─── Data for analysis

use crate::digest::combine;
use crate::transaction::Transaction;

/// Merkle root of the transaction digests, in order.
///
/// An empty list has an empty root. A lone digest is paired with itself, and
/// every level with an odd number of nodes pairs its last node with itself.
pub fn merkle_root(transactions: &[Transaction]) -> String {
    let mut level: Vec<String> = transactions.iter().map(|t| t.hash.clone()).collect();

    match level.len() {
        0 => return String::new(),
        1 => return combine(&level[0], &level[0]),
        _ => {}
    }

    while level.len() > 1 {
        level = level
            .chunks(2)
            .map(|pair| match pair {
                [left, right] => combine(left, right),
                [single] => combine(single, single),
                _ => unreachable!("chunks(2) yields one or two items"),
            })
            .collect();
    }
    level.remove(0)
}
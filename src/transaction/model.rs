use chrono::{DateTime, SecondsFormat, Utc};
use serde::{Deserialize, Serialize};
use std::fmt;

use crate::digest::hash_hex;
use crate::error::{EngineError, Result};
use crate::wallet;

/// A signed value transfer. Immutable once built; `hash` is computed at construction
/// over (timestamp, sender, recipient, amount, fee).
#[derive(Debug, Clone, PartialEq, Serialize, Deserialize)]
pub struct Transaction {
    pub timestamp: DateTime<Utc>,
    /// Sender public key (hex). Empty for reward transactions.
    pub sender_address: String,
    pub recipient_address: String,
    pub amount: f64,
    pub fee: f64,
    pub hash: String,
    /// Hex DER ECDSA signature over `hash`. Empty for reward transactions.
    pub signature: String,
}

impl Transaction {
    /// Build an unsigned transaction stamped with the current time.
    pub fn new(sender: &str, recipient: &str, amount: f64, fee: f64) -> Self {
        Self::new_with_timestamp(sender, recipient, amount, fee, Utc::now())
    }

    pub fn new_with_timestamp(
        sender: &str,
        recipient: &str,
        amount: f64,
        fee: f64,
        timestamp: DateTime<Utc>,
    ) -> Self {
        let mut tx = Self {
            timestamp,
            sender_address: sender.to_string(),
            recipient_address: recipient.to_string(),
            amount,
            fee,
            hash: String::new(),
            signature: String::new(),
        };
        tx.hash = tx.compute_hash();
        tx
    }

    /// Build a transaction and sign its digest with the sender's private key.
    pub fn new_signed(
        sender: &str,
        sender_private_key: &str,
        recipient: &str,
        amount: f64,
        fee: f64,
    ) -> Result<Self> {
        if !(amount.is_finite() && amount >= 0.0) {
            return Err(EngineError::InvalidInput(format!("amount must be >= 0, got {amount}")));
        }
        if !(fee.is_finite() && fee >= 0.0) {
            return Err(EngineError::InvalidInput(format!("fee must be >= 0, got {fee}")));
        }
        let mut tx = Self::new(sender, recipient, amount, fee);
        tx.signature = wallet::sign(sender, sender_private_key, &tx.hash)?;
        Ok(tx)
    }

    /// Block reward: no sender, no signature, no fee.
    pub fn reward(miner_address: &str, amount: f64) -> Self {
        Self::new("", miner_address, amount, 0.0)
    }

    pub fn is_reward(&self) -> bool {
        self.sender_address.is_empty()
    }

    pub fn compute_hash(&self) -> String {
        let preimage = format!(
            "{}{}{}{}{}",
            self.timestamp.to_rfc3339_opts(SecondsFormat::Nanos, true),
            self.sender_address,
            self.recipient_address,
            self.amount,
            self.fee
        );
        hash_hex(preimage.as_bytes())
    }

    /// Check the stored signature against the sender key. Rewards carry none.
    pub fn has_valid_signature(&self) -> bool {
        if self.is_reward() {
            return self.signature.is_empty();
        }
        wallet::verify_signature_hex(&self.sender_address, &self.signature, &self.hash)
            .unwrap_or(false)
    }
}

impl fmt::Display for Transaction {
    fn fmt(&self, f: &mut fmt::Formatter<'_>) -> fmt::Result {
        writeln!(f, "   [TRANSACTION START]")?;
        writeln!(
            f,
            "  Timestamp: {}",
            self.timestamp.to_rfc3339_opts(SecondsFormat::Nanos, true)
        )?;
        writeln!(f, "  -- Verification --")?;
        writeln!(f, "  Hash: {}", self.hash)?;
        writeln!(f, "  Signature: {}", self.signature)?;
        writeln!(f, "  -- Quantities --")?;
        writeln!(f, "  Transferred: {} Rubyte", self.amount)?;
        writeln!(f, "  Fee: {}", self.fee)?;
        writeln!(f, "  -- Participants --")?;
        writeln!(f, "  Sender: {}", self.sender_address)?;
        writeln!(f, "  Receiver: {}", self.recipient_address)?;
        write!(f, "  [TRANSACTION END]")
    }
}

#[cfg(test)]
mod tests {
    use super::*;
    use crate::wallet::generate_keypair_hex;

    #[test]
    fn hash_covers_every_field() {
        let tx = Transaction::new("alice", "bob", 10.0, 1.0);
        assert_eq!(tx.hash, tx.compute_hash());

        let mut tampered = tx.clone();
        tampered.amount = 11.0;
        assert_ne!(tampered.compute_hash(), tx.hash);

        let mut tampered = tx.clone();
        tampered.fee = 0.5;
        assert_ne!(tampered.compute_hash(), tx.hash);
    }

    #[test]
    fn signed_transaction_verifies() {
        let (sk, pk, _) = generate_keypair_hex();
        let tx = Transaction::new_signed(&pk, &sk, "bob", 3.0, 0.1).unwrap();
        assert!(!tx.signature.is_empty());
        assert!(tx.has_valid_signature());
    }

    #[test]
    fn negative_amount_is_rejected_before_signing() {
        let (sk, pk, _) = generate_keypair_hex();
        let err = Transaction::new_signed(&pk, &sk, "bob", -1.0, 0.0).unwrap_err();
        assert!(matches!(err, EngineError::InvalidInput(_)));
        let err = Transaction::new_signed(&pk, &sk, "bob", 1.0, f64::NAN).unwrap_err();
        assert!(matches!(err, EngineError::InvalidInput(_)));
    }

    #[test]
    fn reward_has_no_sender_or_signature() {
        let tx = Transaction::reward("miner", 2.5);
        assert!(tx.is_reward());
        assert_eq!(tx.fee, 0.0);
        assert!(tx.signature.is_empty());
        assert!(tx.has_valid_signature());
    }
}
use log::warn;
use std::env;
use std::str::FromStr;

use crate::blockchain::{DEFAULT_DIFFICULTY, DIFF_MAX, MAX_TXS_PER_BLOCK, MiningSettings};

const DEFAULT_HOST: &str = "127.0.0.1";
const DEFAULT_PORT: u16 = 8080;

/// Runtime configuration, read from the environment (and `.env` via dotenvy).
#[derive(Debug, Clone, PartialEq)]
pub struct Config {
    pub host: String,
    pub port: u16,
    pub mining: MiningSettings,
}

impl Config {
    pub fn from_env() -> Self {
        Self::from_lookup(|key| env::var(key).ok())
    }

    /// Build from any key lookup. Unparsable values fall back to defaults.
    pub fn from_lookup<F>(lookup: F) -> Self
    where
        F: Fn(&str) -> Option<String>,
    {
        let host = lookup("HOST").unwrap_or_else(|| DEFAULT_HOST.to_string());
        let port = parse_or(&lookup, "PORT", DEFAULT_PORT);

        let mining = MiningSettings {
            threaded: parse_or(&lookup, "MINING_THREADED", true),
            dynamic_difficulty: parse_or(&lookup, "DYNAMIC_DIFFICULTY", true),
            fixed_difficulty: fixed_difficulty(&lookup),
            max_txs_per_block: parse_or(&lookup, "MAX_TXS_PER_BLOCK", MAX_TXS_PER_BLOCK),
        };

        Self { host, port, mining }
    }
}

/// `FIXED_DIFFICULTY`, capped at `DIFF_MAX` like the settings route.
fn fixed_difficulty<F>(lookup: &F) -> u32
where
    F: Fn(&str) -> Option<String>,
{
    let difficulty = parse_or(lookup, "FIXED_DIFFICULTY", DEFAULT_DIFFICULTY);
    if difficulty > DIFF_MAX {
        warn!(
            "CONFIG - FIXED_DIFFICULTY={difficulty} exceeds {DIFF_MAX}, using {DEFAULT_DIFFICULTY}"
        );
        return DEFAULT_DIFFICULTY;
    }
    difficulty
}

fn parse_or<T, F>(lookup: &F, key: &str, default: T) -> T
where
    T: FromStr + std::fmt::Display,
    F: Fn(&str) -> Option<String>,
{
    match lookup(key) {
        None => default,
        Some(raw) => raw.trim().parse().unwrap_or_else(|_| {
            warn!("CONFIG - {key}={raw:?} is not valid, using {default}");
            default
        }),
    }
}

#[cfg(test)]
mod tests {
    use super::*;
    use std::collections::HashMap;

    fn lookup_in(pairs: &[(&str, &str)]) -> impl Fn(&str) -> Option<String> {
        let map: HashMap<String, String> = pairs
            .iter()
            .map(|(k, v)| (k.to_string(), v.to_string()))
            .collect();
        move |key| map.get(key).cloned()
    }

    #[test]
    fn defaults_when_unset() {
        let cfg = Config::from_lookup(lookup_in(&[]));
        assert_eq!(cfg.host, "127.0.0.1");
        assert_eq!(cfg.port, 8080);
        assert_eq!(cfg.mining, MiningSettings::default());
    }

    #[test]
    fn reads_overrides() {
        let cfg = Config::from_lookup(lookup_in(&[
            ("HOST", "0.0.0.0"),
            ("PORT", "9000"),
            ("MINING_THREADED", "false"),
            ("DYNAMIC_DIFFICULTY", "false"),
            ("FIXED_DIFFICULTY", "2"),
            ("MAX_TXS_PER_BLOCK", "10"),
        ]));
        assert_eq!(cfg.host, "0.0.0.0");
        assert_eq!(cfg.port, 9000);
        assert!(!cfg.mining.threaded);
        assert!(!cfg.mining.dynamic_difficulty);
        assert_eq!(cfg.mining.fixed_difficulty, 2);
        assert_eq!(cfg.mining.max_txs_per_block, 10);
    }

    #[test]
    fn garbage_falls_back_to_default() {
        let cfg = Config::from_lookup(lookup_in(&[("PORT", "eighty"), ("FIXED_DIFFICULTY", "-1")]));
        assert_eq!(cfg.port, 8080);
        assert_eq!(cfg.mining.fixed_difficulty, DEFAULT_DIFFICULTY);

        for too_hard in ["7", "65"] {
            let cfg = Config::from_lookup(lookup_in(&[("FIXED_DIFFICULTY", too_hard)]));
            assert_eq!(cfg.mining.fixed_difficulty, DEFAULT_DIFFICULTY);
        }
        let cfg = Config::from_lookup(lookup_in(&[("FIXED_DIFFICULTY", "6")]));
        assert_eq!(cfg.mining.fixed_difficulty, DIFF_MAX);
    }
}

──────

Task goal — Please state how many lines in the entries above include the word "warn", giving only the number.

Answer to this exercise — 3